- Born: 23 November 1906 England
- Died: 7 December 2001 (aged 95)
- Education: Cambridge University
- Occupations: Pharmacologist, author, educator
- Spouse(s): Dorothy Lowen ​ ​(m. 1929; died 1969)​ Audrey Nicolle ​(m. 1970)​
- Children: Ian Stewart
- Father: Bernard Stewart
- Relatives: Halley Stewart (grandfather) Percy Malcolm Stewart (uncle)
- Service: Home Guard Royal Army Service Corps
- Wars: World War II

= Harold Charles Stewart =

British pharmacologist and medical author

Prof Harold Charles Stewart CBE FRCP FRCS FRSE FFA DL (23 November 1906 - 7 December 2001) was a 20th-century British pharmacologist and medical author. He was Deputy Lieutenant of Greater London from 1967 to 1982.

==Life==
He was born in southern England on 23 November 1906, the son of Dr Bernard Halley Stewart (son of Sir Halley Stewart and his wife, Mabel Florence Wyatt. He was educated at Mill Hill School in London. He followed in his father's footsteps and obtained a general degree at Cambridge University, allowing him to continue and study Medicine there, where he graduated MB ChB in 1931. He received his first doctorate (MD) in 1935 and his second (PhD) in 1941.

In the Second World War he was in the Home Guard 1939/40 and from 1941 he served as a Major in the Royal Army Service Corps. He was demobbed in 1946. In 1950 he became Head of Pharmacology at St Mary's Hospital Medical School in London, remaining in this role until 1974. Meanwhile, he was also a Reader in Pharmacology at the University of London, becoming Professor in 1965. He was also a member of the Asthma Research Council and Medical Council on Alcoholism (which he jointly founded in 1969). He was also a Gresham Professor at Gresham College. He was official advisor on pharmacology to the Ministry of Defence and Director General of the St John's Ambulance Association.
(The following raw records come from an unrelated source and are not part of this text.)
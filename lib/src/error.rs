// Copyright (c) 2022-2023 The MobileCoin Foundation

use ledger_apdu::APDUAnswerError;
use mavryk_apdu::{ApduError, ParamError, StatusWord};
use tokio::time::error::Elapsed;

use crate::keys::KeyError;

/// Ledger Mavryk API Error Type
#[derive(Debug, thiserror::Error)]
pub enum Error {
    /// IO error
    #[error("I/O error: {0}")]
    Io(#[from] std::io::Error),

    /// Transport error
    #[error("Transport error: {0}")]
    Transport(String),

    /// Invalid length in transport framing
    #[error("Invalid frame length {0}")]
    InvalidLength(usize),

    /// Responses to abandoned requests did not arrive in time
    #[error("Transport desynchronised, {0} stale responses outstanding")]
    Desynchronised(usize),

    /// Unexpected APDU response
    #[error("Unexpected APDU response")]
    UnexpectedResponse,

    /// Request timeout
    #[error("Timeout waiting for device response")]
    RequestTimeout,

    /// Known non-success status word
    #[error("Device returned status {0}")]
    Status(StatusWord),

    /// Unknown status word
    #[error("Device returned unknown status {0:#06x}")]
    UnknownStatus(u16),

    /// Payload encoding / decoding error
    #[error("APDU error: {0}")]
    Apdu(#[from] ApduError),

    /// Invalid request parameter
    #[error("Invalid parameter: {0}")]
    Param(#[from] ParamError),

    /// Key or signature error
    #[error("Key error: {0}")]
    Key(#[from] KeyError),

    /// Non UTF-8 string in response
    #[error("Invalid UTF-8 in response")]
    Utf8,
}

impl Error {
    /// Map a raw status word to an error
    pub fn from_status(code: u16) -> Self {
        match StatusWord::from_code(code) {
            Ok(s) => Error::Status(s),
            Err(c) => Error::UnknownStatus(c),
        }
    }

    /// Fetch the status word for device errors
    pub fn status(&self) -> Option<StatusWord> {
        match self {
            Error::Status(s) => Some(*s),
            _ => None,
        }
    }
}

impl From<Elapsed> for Error {
    fn from(_: Elapsed) -> Self {
        Error::RequestTimeout
    }
}

impl From<APDUAnswerError> for Error {
    fn from(_: APDUAnswerError) -> Self {
        Error::UnexpectedResponse
    }
}
// Copyright (c) 2022-2023 The MobileCoin Foundation

//! Prelude to simplify downstream use of APDU objects
//!

pub use crate::{
    auth::{AuthKeyReq, AuthKeyWithCurveReq, AuthKeyWithCurveResp, AuthorizeReq, DeauthorizeReq},
    chunks, command, decode_exact,
    hwm::{AllHwm, AllHwmReq, Hwm, MainHwmReq, ResetReq, SetupReq},
    is_valid_level,
    path::BipPath,
    public_key::{PublicKeyReq, PublicKeyResp},
    scheme::SigScheme,
    sign::{SignReq, SignResp, SignWithHashResp},
    version::{AppClass, GitReq, GitResp, Version, VersionReq},
    ApduError, ApduHeader, ApduReq, ApduStatic, Instruction, ParamError, StatusWord,
    MAV_APDU_CLA, MAX_APDU_PAYLOAD, P1_FIRST, P1_LAST, P1_NEXT,
};
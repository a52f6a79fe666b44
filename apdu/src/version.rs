// Copyright (c) 2022-2023 The MobileCoin Foundation

//! Application version and build APDUs

use std::fmt::Display;

use encdec::{Decode, DecodeOwned, Encode};
use num_enum::TryFromPrimitive;

use crate::{ApduError, ApduStatic, Instruction, MAV_APDU_CLA};

/// Application class reported in the version response
#[derive(Copy, Clone, Debug, PartialEq, Eq, strum::Display, TryFromPrimitive)]
#[repr(u8)]
pub enum AppClass {
    Wallet = 0,
    Baking = 1,
}

/// Fetch application version APDU
#[derive(Copy, Clone, PartialEq, Debug, Default, Encode, DecodeOwned)]
#[encdec(error = "ApduError")]
pub struct VersionReq {}

impl ApduStatic for VersionReq {
    const CLA: u8 = MAV_APDU_CLA;
    const INS: u8 = Instruction::Version as u8;
}

/// Application version response APDU
///
/// ## Encoding
/// ```text
///  0                   1                   2                   3
///  0 1 2 3 4 5 6 7 8 9 0 1 2 3 4 5 6 7 8 9 0 1 2 3 4 5 6 7 8 9 0 1
/// +-+-+-+-+-+-+-+-+-+-+-+-+-+-+-+-+-+-+-+-+-+-+-+-+-+-+-+-+-+-+-+-+
/// |     CLASS     |     MAJOR     |     MINOR     |     PATCH     |
/// +-+-+-+-+-+-+-+-+-+-+-+-+-+-+-+-+-+-+-+-+-+-+-+-+-+-+-+-+-+-+-+-+
/// ```
#[derive(Copy, Clone, Debug, PartialEq, Eq, Encode, DecodeOwned)]
#[encdec(error = "ApduError")]
pub struct Version {
    /// Raw class byte, see [`AppClass`]
    pub class: u8,
    pub major: u8,
    pub minor: u8,
    pub patch: u8,
}

impl Version {
    pub const fn new(class: AppClass, major: u8, minor: u8, patch: u8) -> Self {
        Self {
            class: class as u8,
            major,
            minor,
            patch,
        }
    }

    pub fn app_class(&self) -> Option<AppClass> {
        AppClass::try_from(self.class).ok()
    }
}

impl Display for Version {
    fn fmt(&self, f: &mut std::fmt::Formatter<'_>) -> std::fmt::Result {
        write!(f, "{}.{}.{}", self.major, self.minor, self.patch)
    }
}

/// Fetch application build commit APDU
#[derive(Copy, Clone, PartialEq, Debug, Default, Encode, DecodeOwned)]
#[encdec(error = "ApduError")]
pub struct GitReq {}

impl ApduStatic for GitReq {
    const CLA: u8 = MAV_APDU_CLA;
    const INS: u8 = Instruction::Git as u8;
}

/// Build commit response APDU, a NUL terminated string spanning the payload
#[derive(Clone, Debug, PartialEq, Eq)]
pub struct GitResp {
    pub commit: String,
}

impl Encode for GitResp {
    type Error = ApduError;

    fn encode_len(&self) -> Result<usize, Self::Error> {
        Ok(self.commit.len() + 1)
    }

    fn encode(&self, buff: &mut [u8]) -> Result<usize, Self::Error> {
        let b = self.commit.as_bytes();
        if buff.len() < b.len() + 1 {
            return Err(ApduError::InvalidLength);
        }

        buff[..b.len()].copy_from_slice(b);
        buff[b.len()] = 0;

        Ok(b.len() + 1)
    }
}

impl DecodeOwned for GitResp {
    type Output = Self;

    type Error = ApduError;

    fn decode_owned(buff: &[u8]) -> Result<(Self::Output, usize), Self::Error> {
        let s = std::str::from_utf8(buff).map_err(|_| ApduError::InvalidUtf8)?;

        Ok((
            Self {
                commit: s.trim_end_matches('\0').to_string(),
            },
            buff.len(),
        ))
    }
}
In 1974 he was elected a Fellow of the Royal Society of Edinburgh. His proposers were Frederick Randall Smith, Sir Derrick Dunlop, Stanley Alstead and Sir David Cuthbertson.

He died on 7 December 2001 aged 95.

==Family==

In 1929 he married Dorothy Irene Lowen. Following her death in 1969, the following year he Audrey Patricia Nicolle. He had one son by his first marriage: Ian Stewart, Baron Stewartby.